Xavi Pascual knows how to treat stars. He shares the idea that basketball is a collective game and that results depend on the work of the whole team, but he knows that the best ones need to be protagonists. In Barcelona, he worked with several stars, especially Navarro. Later, Pascual worked at Panathinaikos Athens and he had Nick Calathes.
Because of his age – he was born on September 9, 1972 – Pascual is still a young man, but with almost 300 games in the EuroLeague (290 between Barcelona and Panathinaikos) and many titles conquered, he is an expert coach. His resume includes, aside from the 2010 EuroLeague crown, four Spanish Leagues and three Spanish Cup trophies, two Greek Leagues, a Greek Cup, four Spanish SuperCups and seven Catalan Leagues. In Spain, he was chosen coach of the year in 2009, 2010 and 2011. His worst year, with “only” a 67.6% winning percentage, was in 2012-13. His best one was a 26-0 finish in the Greek League regular season with Panathinaikos in 2017-18.
Pascual is a coach with character, but also polite. He was hardly ever called for technical fouls.

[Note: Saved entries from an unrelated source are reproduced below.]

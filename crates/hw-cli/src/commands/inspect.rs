//! Offline screenshot analysis
//!
//! Runs the same matching and OCR a worker runs, against a saved screenshot,
//! so thresholds and layout tables can be tuned without a device.

use std::path::{Path, PathBuf};
use std::sync::Arc;

use anyhow::{Context, Result};

use hw_core::config::{AcceptanceRule, MatcherConfig, OcrConfig};
use hw_core::UiLayout;
use hw_vision::{Frame, InfoRegions, TemplateMatcher, TesseractCli, TextExtractor, Template};

use super::{load_config_file, require_instance};
use crate::output::{describe_rule, print_info, print_success, print_warning};

/// Tuning the inspection runs with
struct InspectSettings {
    template_path: PathBuf,
    matcher: MatcherConfig,
    ocr: OcrConfig,
    layout: UiLayout,
    rule: AcceptanceRule,
}

impl InspectSettings {
    fn resolve(
        config_path: &Path,
        instance: Option<&str>,
        template: Option<&Path>,
    ) -> Result<Self> {
        match instance {
            Some(instance) => {
                let file = load_config_file(config_path)?;
                let key = require_instance(&file, instance)?;
                let config = file
                    .instance(&key)
                    .with_context(|| format!("Unknown instance '{}'", key))?;
                Ok(Self {
                    template_path: template
                        .map(Path::to_path_buf)
                        .unwrap_or_else(|| config.template_path.clone()),
                    matcher: config.matcher.clone(),
                    ocr: config.ocr.clone(),
                    layout: config.layout(),
                    rule: config.rule.clone(),
                })
            }
            None => {
                let template = template.context("--template is required without --instance")?;
                Ok(Self {
                    template_path: template.to_path_buf(),
                    matcher: MatcherConfig::default(),
                    ocr: OcrConfig::default(),
                    layout: UiLayout::default(),
                    rule: AcceptanceRule::default(),
                })
            }
        }
    }
}

/// Locate the truck icon in `image` and, unless `no_ocr`, read the detail
/// boxes and judge the reading against the rule.
pub fn inspect_command(
    config_path: &Path,
    image: &Path,
    instance: Option<&str>,
    template: Option<&Path>,
    no_ocr: bool,
) -> Result<()> {
    let settings = InspectSettings::resolve(config_path, instance, template)?;

    let frame = Frame::open(image).with_context(|| format!("Failed to open {:?}", image))?;
    let resolution = frame.resolution();
    let resolved = settings.layout.resolve(resolution);
    let template = Template::load(&settings.template_path)
        .with_context(|| format!("Failed to load template {:?}", settings.template_path))?
        .for_resolution(settings.layout.reference(), resolution);

    print_info(&format!(
        "{}: {} (template scaled to {}x{})",
        image.display(),
        resolution,
        template.width(),
        template.height()
    ));

    let matcher = TemplateMatcher::new(settings.matcher.threshold, settings.matcher.pyramid_factor);
    match matcher.best_match(&frame, &template) {
        Some(hit) if hit.confidence >= matcher.threshold() => print_success(&format!(
            "Truck icon at {} (confidence {:.3}, threshold {:.3})",
            hit.center,
            hit.confidence,
            matcher.threshold()
        )),
        Some(hit) => print_warning(&format!(
            "Best candidate at {} below threshold (confidence {:.3}, threshold {:.3})",
            hit.center,
            hit.confidence,
            matcher.threshold()
        )),
        None => print_warning("Template does not fit in the image"),
    }

    if no_ocr {
        return Ok(());
    }

    let recognizer = TesseractCli {
        binary: settings.ocr.binary.clone(),
        psm: settings.ocr.psm,
        whitelist: settings.ocr.whitelist.clone(),
        timeout: settings.ocr.timeout,
    };
    let regions = InfoRegions {
        strength: resolved.strength,
        server: resolved.server,
    };
    let extractor = TextExtractor::new(Arc::new(recognizer), regions, settings.ocr.upscale);

    let reading = extractor.read(&frame);
    print_info(&format!(
        "Strength box {}, server box {}",
        regions.strength, regions.server
    ));
    println!("  Reading: {}", reading);

    let verdict = hw_worker::evaluate(&reading, &settings.rule);
    let rule = describe_rule(&settings.rule);
    if verdict.is_accept() {
        print_success(&format!("Accepted by rule {}", rule));
    } else {
        print_warning(&format!("Rejected by rule {}: {}", rule, verdict));
    }
    Ok(())
}
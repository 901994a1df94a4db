//! Core error types for haulwatch

use hw_vision::{Point, VisionError};
use std::path::PathBuf;
use std::time::Duration;
use thiserror::Error;

/// Top-level error type for a worker run
#[derive(Error, Debug)]
pub enum BotError {
    /// Configuration error
    #[error("Configuration error: {0}")]
    Config(#[from] ConfigError),

    /// Tunnel error
    #[error("Tunnel error: {0}")]
    Tunnel(#[from] TunnelError),

    /// Device link error
    #[error("Device link error: {0}")]
    DeviceLink(#[from] DeviceLinkError),

    /// Cycle error
    #[error("Cycle error: {0}")]
    Cycle(#[from] CycleError),

    /// Run-state store error
    #[error("Run state error: {0}")]
    RunState(#[from] RunStateError),

    /// I/O error
    #[error("I/O error: {0}")]
    Io(#[from] std::io::Error),
}

/// Configuration-related errors
#[derive(Error, Debug)]
pub enum ConfigError {
    /// Config file not found
    #[error("Config file not found: {0}")]
    NotFound(PathBuf),

    /// Invalid configuration
    #[error("Invalid config: {0}")]
    Invalid(String),

    /// TOML parse error
    #[error("TOML parse error: {0}")]
    Parse(#[from] toml::de::Error),

    /// TOML serialize error
    #[error("TOML serialize error: {0}")]
    Serialize(#[from] toml::ser::Error),

    /// Missing required field
    #[error("Missing required field: {0}")]
    MissingField(String),

    /// Reference template unusable
    #[error("Template unusable: {0}")]
    Template(#[source] VisionError),
}

/// SSH forward setup errors
#[derive(Error, Debug)]
pub enum TunnelError {
    /// ssh (or sshpass) could not be started
    #[error("Failed to spawn {program}: {source}")]
    Spawn {
        program: String,
        #[source]
        source: std::io::Error,
    },

    /// ssh exited with a failure status
    #[error("ssh exited with code {code:?}: {stderr}")]
    Exited { code: Option<i32>, stderr: String },

    /// ssh did not finish setting up the forward in time
    #[error("ssh did not finish within {0:?}")]
    TimedOut(Duration),

    /// Inline key could not be materialized
    #[error("Credential error: {0}")]
    Credential(String),
}

/// Debug-bridge errors
#[derive(Error, Debug)]
pub enum DeviceLinkError {
    /// adb did not confirm the connection
    #[error("adb did not confirm connection to {serial}: {output}")]
    NotConfirmed { serial: String, output: String },

    /// adb command failed
    #[error("adb {command} failed: {message}")]
    Command { command: String, message: String },

    /// adb command timed out
    #[error("adb {command} timed out after {timeout:?}")]
    TimedOut { command: String, timeout: Duration },
}

/// Errors inside one cycle; logged and contained by the loop
#[derive(Error, Debug)]
pub enum CycleError {
    /// Cycle attempted before a successful start
    #[error("Worker is not started")]
    NotStarted,

    /// Screenshot could not be taken or decoded
    #[error("Screen capture failed")]
    CaptureFailed,

    /// A tap was not delivered
    #[error("Tap on {target} at {point} failed")]
    TapFailed { target: String, point: Point },

    /// Matching or OCR failed
    #[error("Vision error: {0}")]
    Vision(#[from] VisionError),

    /// Blocking task panicked or was cancelled
    #[error("Background task failed: {0}")]
    Task(String),
}

/// Errors while releasing resources; logged and swallowed by cleanup
#[derive(Error, Debug)]
pub enum CleanupError {
    /// Device disconnect failed
    #[error("Device disconnect failed: {0}")]
    Disconnect(String),

    /// Tunnel teardown failed
    #[error("Tunnel teardown failed: {0}")]
    Tunnel(String),

    /// Capture file could not be removed
    #[error("Failed to remove {path}: {source}")]
    RemoveCapture {
        path: PathBuf,
        #[source]
        source: std::io::Error,
    },
}

/// Run-state store errors
#[derive(Error, Debug)]
pub enum RunStateError {
    /// I/O error
    #[error("I/O error: {0}")]
    Io(#[from] std::io::Error),

    /// Record is not valid JSON
    #[error("Malformed run record {path}: {source}")]
    Malformed {
        path: PathBuf,
        #[source]
        source: serde_json::Error,
    },

    /// Record could not be encoded
    #[error("Failed to encode run record: {0}")]
    Encode(#[from] serde_json::Error),
}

His statements after games were always at academy level, with full respect for the opponent. In December of 2018, Pascual was waived by Panathinaikos, but he accepted his new situation in a very natural manner.
“When you are a coach, you know there are some decisions that you cannot control,” he said after leaving Athens. “You just know that you have to do your best and not think about it too much. I tried to give my best and things were great. At the start of the season, we were fighting to be in the EuroLeague Playoffs.”
There’s no doubt that being the kind of coach he is, Xavi Pascual will not be unemployed for long. Basketball needs him.